絞りリングが新しくなったのもありがたいです。非常に天気の良い日や、カメラの電源を切った状態での操作が格段に楽になりました。絞りリングロック(GFレンズではお馴染みです)があるので、うっかり自動絞りに切り替わってしまうこともなく、特にF22を使うときには助かります。太陽を入れた写真を撮るのが以前よりも簡単になりました。

シャープでブレない

新しいXF10-24mmF4 R OIS WRの画質は素晴らしいです。隅々までシャープに写り、歪曲収差も少ないので、建築写真にも最適だと思います。XF10-24mmF4はタイムラプスや動画撮影にも使えます。加えて、光学手ブレ補正機構(OISIX)が、空気の薄い中で息継ぎをする時、夜明けの低照度下で撮影する時、または凍った手が震えている時、大いに役立っています。

進化したオートフォーカスと昔ながらの撮影方法

革新的なオートフォーカスは、速くて正確です。
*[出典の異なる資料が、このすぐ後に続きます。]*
//! facemark-core — Face recognition from geometric landmarks.
//!
//! Normalizes detector landmarks into scale-invariant feature vectors,
//! averages them into per-person prototypes, and classifies live frames
//! with a weighted k-nearest-neighbor vote and a rejection threshold.

pub mod capture;
pub mod classifier;
pub mod exchange;
pub mod normalizer;
pub mod session;
pub mod store;
pub mod throttle;
pub mod types;
pub mod zones;

pub use classifier::{Classification, ClassifierConfig, DistanceMetric, Identity, KnnClassifier};
pub use session::{FrameEvent, FrameReport, Session, SessionConfig, SessionError};
pub use store::PrototypeStore;
pub use types::{DetectionFrame, FeatureVector, Landmark, Prototype, WeightVector};
pub use zones::FacialZones;
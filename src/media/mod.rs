//! Raster frame encoding and decoding for the video relay.

pub mod frame;

pub use frame::{decode_frame, encode_frame, DecodeError, DATA_URL_PREFIX, JPEG_QUALITY};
X-T4と一緒に使うことで、スポーツ写真や他のダイナミックな写真ジャンルを撮影するための強力な組み合わせになります。私は、登山時は全体を通してAFに頼ることが多いです。とにかく、10mmの焦点距離とF8を組み合わせて撮影すると、全体的にシャープで深い被写界深度が簡単に得られます。これは不適切な単純化と思われるかもしれませんが、設定をつくりこみ繊細な写真を撮るためのスペースがないこともあります。普段は絞り優先とオートISOが一番の相棒で、バックパックには一番頑丈な三脚を携えています。

マイナス25グラム

新しいXF10-24mmF4 R OIS WR (Mk II)は、前のバージョンから少し小さく、軽くなったことを述べなければなりません。正直言って、25グラムの違いに気づくことはできないかもしれませんが、登山時にはグラム単位の拘り重量を削ることが大変重要です。疲労困憊した登山の後では、25gの重量削減のありがたみを感じることでしょう。僅かな違いではありますが、これだけの広角ズームで、天候に左右されず頑丈なものであれば、これ以上は求めることは無いでしょう。

私がミラーレスカメラを始めた2014年から、富士フイルムは新しいレンズをたくさん出してきました。XF10-24mmF4 R OISは、ラインナップで最も広角または最速でもないですが、私が最も愛してやまないレンズであり続けると思います。そして新しいバージョンのXF10-24mmF4 R OIS WRには、さらに感謝しています。